El sacerdote católico Emerson Rogério Anizi, de la catedral de Botucatu, en el estado de Sao Paulo, echaba de menos el contacto diario con sus fieles que perdió por el confinamiento, y se preocupaba con los miedos que pudieran estar sintiendo en la soledad de sus casas, así que tuvo una idea: bendecirles con agua bendita, pero desde el cielo.

Enseguida se puso manos a la obra: movilizó a amigos y empresas aliadas para conseguir tres avionetas con las que lanzar agua bendita sobre la ciudad: “Quería que, aún con aislamiento, los vecinos pudiesen sentir la presencia los unos de los otros”, confesó en una entrevista con Sputnik.

“Antes de despegar bendije los 1.000 litros de agua que llegaron al aeródromo en un camión cisterna, la colocamos en una avioneta de las que se usan para fumigar el campo, fue totalmente desinfectada y se colocó en los conductos de las alas: en lugar de pulverizar insecticida esparcimos agua bendita por los cielos de la ciudad”, cuenta orgulloso el párroco.

A pesar de la innovación, la peculiar bendición tuvo todo un protocolo y una liturgia ideada por el padre Emerson, con mucho cuidado, casi como si se tratara de las misas que oficia en la catedral, y es que no pidió tres avionetas porque sí: la primera es la que lanzaba el agua, en la segunda iba él con el santísimo sacramento y en la tercera aeronave viajaba otra persona rezando por todas las religiones y credos.

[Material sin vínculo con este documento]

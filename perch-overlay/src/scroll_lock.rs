//! Reference-counted page scroll lock.
//!
//! Every open modal holds the lock. The page scrolls again only once the
//! last holder lets go, so nested modals do not unlock early.

use perch_core::OverlayId;

#[derive(Debug, Default)]
pub struct ScrollLock {
    holders: Vec<OverlayId>,
}

impl ScrollLock {
    #[must_use]
    pub fn new() -> Self {
        Self::default()
    }

    /// Returns `true` when this acquisition locked a previously free page.
    pub fn acquire(&mut self, holder: &OverlayId) -> bool {
        if self.holders.contains(holder) {
            return false;
        }
        self.holders.push(holder.clone());
        let locked = self.holders.len() == 1;
        if locked {
            tracing::debug!(%holder, "page scroll locked");
        }
        locked
    }

    /// Returns `true` when this release unlocked the page. Unknown holders
    /// are ignored.
    pub fn release(&mut self, holder: &OverlayId) -> bool {
        let before = self.holders.len();
        self.holders.retain(|existing| existing != holder);
        let unlocked = before > 0 && before != self.holders.len() && self.holders.is_empty();
        if unlocked {
            tracing::debug!(%holder, "page scroll unlocked");
        }
        unlocked
    }

    #[must_use]
    pub fn is_locked(&self) -> bool {
        !self.holders.is_empty()
    }
}
//! Keyboard input model.
//!
//! Translates DOM `KeyboardEvent.key` values into [`KeyEvent`]s so overlay
//! handlers can match on an enum instead of strings.

use bitflags::bitflags;

/// A key, independent of layout.
#[derive(Debug, Clone, Copy, PartialEq, Eq, Hash)]
pub enum KeyCode {
    Char(char),
    Up,
    Down,
    Left,
    Right,
    Home,
    End,
    PageUp,
    PageDown,
    Enter,
    Tab,
    Esc,
    Backspace,
    Delete,
}

bitflags! {
    #[derive(Debug, Clone, Copy, PartialEq, Eq, Hash, Default)]
    pub struct KeyModifiers: u8 {
        const SHIFT = 0b0001;
        const CONTROL = 0b0010;
        const ALT = 0b0100;
        const META = 0b1000;
    }
}

#[derive(Debug, Clone, Copy, PartialEq, Eq, Hash)]
pub struct KeyEvent {
    pub code: KeyCode,
    pub modifiers: KeyModifiers,
}

impl KeyEvent {
    #[must_use]
    pub const fn new(code: KeyCode) -> Self {
        Self {
            code,
            modifiers: KeyModifiers::empty(),
        }
    }

    #[must_use]
    pub const fn with_modifiers(mut self, modifiers: KeyModifiers) -> Self {
        self.modifiers = modifiers;
        self
    }

    /// Any of Ctrl, Alt or Meta is held.
    #[must_use]
    pub fn has_command_modifier(&self) -> bool {
        self.modifiers
            .intersects(KeyModifiers::CONTROL | KeyModifiers::ALT | KeyModifiers::META)
    }

    #[must_use]
    pub fn is_shift(&self) -> bool {
        self.modifiers.contains(KeyModifiers::SHIFT)
    }
}

/// Translate a DOM `key` value plus modifier state to a [`KeyEvent`].
///
/// SHIFT is dropped for character keys: the character already encodes it
/// (`'A'` vs `'a'`). It is kept for Tab so Shift+Tab stays distinguishable.
#[must_use]
pub fn translate_dom_key(key: &str, modifiers: KeyModifiers) -> Option<KeyEvent> {
    let code = translate_key_code(key)?;
    let mut modifiers = modifiers;
    if matches!(code, KeyCode::Char(_)) {
        modifiers.remove(KeyModifiers::SHIFT);
    }
    Some(KeyEvent { code, modifiers })
}

fn translate_key_code(key: &str) -> Option<KeyCode> {
    log::trace!("translate_key_code: key={key:?}");

    match key {
        "ArrowUp" | "Up" => Some(KeyCode::Up),
        "ArrowDown" | "Down" => Some(KeyCode::Down),
        "ArrowLeft" | "Left" => Some(KeyCode::Left),
        "ArrowRight" | "Right" => Some(KeyCode::Right),
        "Home" => Some(KeyCode::Home),
        "End" => Some(KeyCode::End),
        "PageUp" => Some(KeyCode::PageUp),
        "PageDown" => Some(KeyCode::PageDown),
        "Enter" => Some(KeyCode::Enter),
        "Tab" => Some(KeyCode::Tab),
        "Escape" | "Esc" => Some(KeyCode::Esc),
        "Backspace" => Some(KeyCode::Backspace),
        "Delete" => Some(KeyCode::Delete),
        "Spacebar" => Some(KeyCode::Char(' ')),
        other => {
            let mut chars = other.chars();
            match (chars.next(), chars.next()) {
                (Some(ch), None) => Some(KeyCode::Char(ch)),
                _ => None,
            }
        }
    }
}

“En esa tercera avioneta no había ningún símbolo religioso, tan solo una persona que rezaba por todos, independientemente de la creencia de cada uno, para reflejar el ecumenismo, esa comunión que va más allá de las religiones”, explica el sacerdote que, a sus 48 años, se ha visto algo abrumado por el revuelo que ha generado su iniciativa.

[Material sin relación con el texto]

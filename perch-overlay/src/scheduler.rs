//! Per-frame coalescing of reposition requests.
//!
//! Scroll and resize fire far more often than the screen refreshes. Requests
//! made between two animation frames collapse into one recomputation per
//! overlay, done when the frame callback runs.

use perch_core::OverlayId;

#[derive(Debug, Default)]
pub struct FrameScheduler {
    queued: Vec<OverlayId>,
}

impl FrameScheduler {
    #[must_use]
    pub fn new() -> Self {
        Self::default()
    }

    /// Queue `id` for the next frame. Returns `true` if this call scheduled a
    /// new frame (nothing else was queued yet).
    pub fn request(&mut self, id: &OverlayId) -> bool {
        let first = self.queued.is_empty();
        if !self.queued.contains(id) {
            self.queued.push(id.clone());
        }
        first
    }

    /// Drop a queued request, e.g. when the overlay closes before the frame.
    pub fn cancel(&mut self, id: &OverlayId) {
        self.queued.retain(|queued| queued != id);
    }

    #[must_use]
    pub fn is_pending(&self) -> bool {
        !self.queued.is_empty()
    }

    /// Take the overlays to recompute this frame, in request order.
    pub fn take_frame(&mut self) -> Vec<OverlayId> {
        std::mem::take(&mut self.queued)
    }
}
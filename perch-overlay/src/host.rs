//! Live DOM queries, supplied by the embedding application.
//!
//! Layout can change between any two callbacks, so nothing in this crate
//! keeps rectangles or element lists around. Every decision re-asks the host.

use std::fmt;
use std::sync::Arc;

use perch_core::{Rect, Viewport};
use serde::{Deserialize, Serialize};

/// Identifier of an element in the host document.
#[derive(Debug, Clone, Default, PartialEq, Eq, Hash, PartialOrd, Ord, Serialize, Deserialize)]
#[serde(transparent)]
pub struct ElementId(Arc<str>);

impl ElementId {
    #[must_use]
    pub fn as_str(&self) -> &str {
        &self.0
    }
}

impl fmt::Display for ElementId {
    fn fmt(&self, f: &mut fmt::Formatter<'_>) -> fmt::Result {
        f.write_str(&self.0)
    }
}

impl From<&str> for ElementId {
    fn from(value: &str) -> Self {
        Self(Arc::from(value))
    }
}

impl From<String> for ElementId {
    fn from(value: String) -> Self {
        Self(Arc::from(value))
    }
}

/// What the host knows about one descendant of a container.
#[derive(Debug, Clone, PartialEq, Eq, Default)]
pub struct ElementState {
    pub id: ElementId,
    /// Text used for type-ahead matching.
    pub label: String,
    /// Reachable with Tab (native control or non-negative tabindex).
    pub tabbable: bool,
    /// Part of a navigable list (`role="option"`, `role="menuitem"`, ...).
    pub navigable: bool,
    /// Rendered with a non-empty box.
    pub visible: bool,
    /// `disabled` or `aria-disabled="true"`.
    pub disabled: bool,
    pub aria_hidden: bool,
}

impl ElementState {
    /// Can receive focus inside a focus trap.
    #[must_use]
    pub fn is_focusable(&self) -> bool {
        self.tabbable && self.visible && !self.disabled && !self.aria_hidden
    }

    /// Can be highlighted by keyboard navigation.
    #[must_use]
    pub fn is_navigable(&self) -> bool {
        self.navigable && self.visible && !self.disabled
    }
}

/// Capability to query the live document.
pub trait DomHost {
    /// Current viewport size and scroll offsets.
    fn viewport(&self) -> Viewport;

    /// Bounding client rect, or `None` when the element is not in the document.
    fn bounding_rect(&self, element: &ElementId) -> Option<Rect>;

    /// Whether `node` is `ancestor` or one of its descendants.
    fn contains(&self, ancestor: &ElementId, node: &ElementId) -> bool;

    /// Whether `node` or any of its ancestors matches `selector`.
    fn closest(&self, node: &ElementId, selector: &str) -> bool;

    /// Descendants of `container` in document order.
    fn descendants(&self, container: &ElementId) -> Vec<ElementState>;

    /// The element that currently has focus.
    fn active_element(&self) -> Option<ElementId>;
}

La original bendición se realizó la semana pasada sobre el municipio de Botucatu y la vecina ciudad de Sao Manuel, y tuvo tanto éxito que el sacerdote ha recibido peticiones de otras ciudades para que también arroje el agua sagrada desde las alturas.

Emerson, no obstante, pide calma ante tanto entusiasmo y recomienda que cada pastor o sacerdote haga lo que mejor les parezca “para que las personas se sientan abrazadas espiritualmente”.

Con todos los fieles de la catedral de Botucatu encerrados en sus casas, el cura destaca que se ha tenido que reinventar, y ahora tiene una “parroquia virtual”: cuatro días a la semana retransmite la misa por las redes sociales, todos los días hace un “live” profundizando en la palabra de Dios y hasta creó una especie de consultorio psicológico.

“Tenemos una especie de call center dos horas cada día; llamamos a los fieles de más de 60 años para saber cómo están y hemos puesto en marcha tres canales de Whatsapp para que nos manden mensajes; por la noche los respondemos todos”, dice.

Añadió que su “preocupación no es que las personas se conviertan, el principal desafío es que salgamos de esta pandemia más humanos”.

La ciudad de Botucatu se encuentra a poco más de 230 kilómetros de la ciudad de Sao Paulo, en el estado brasileño más afectado por la pandemia, donde de momento ya hay 188 muertos y 3.506 casos confirmados; en todo el país se contabilizan 299 fallecidos y 7.910 casos confirmados, según los datos divulgados el 2 de abril por el Ministerio de Salud.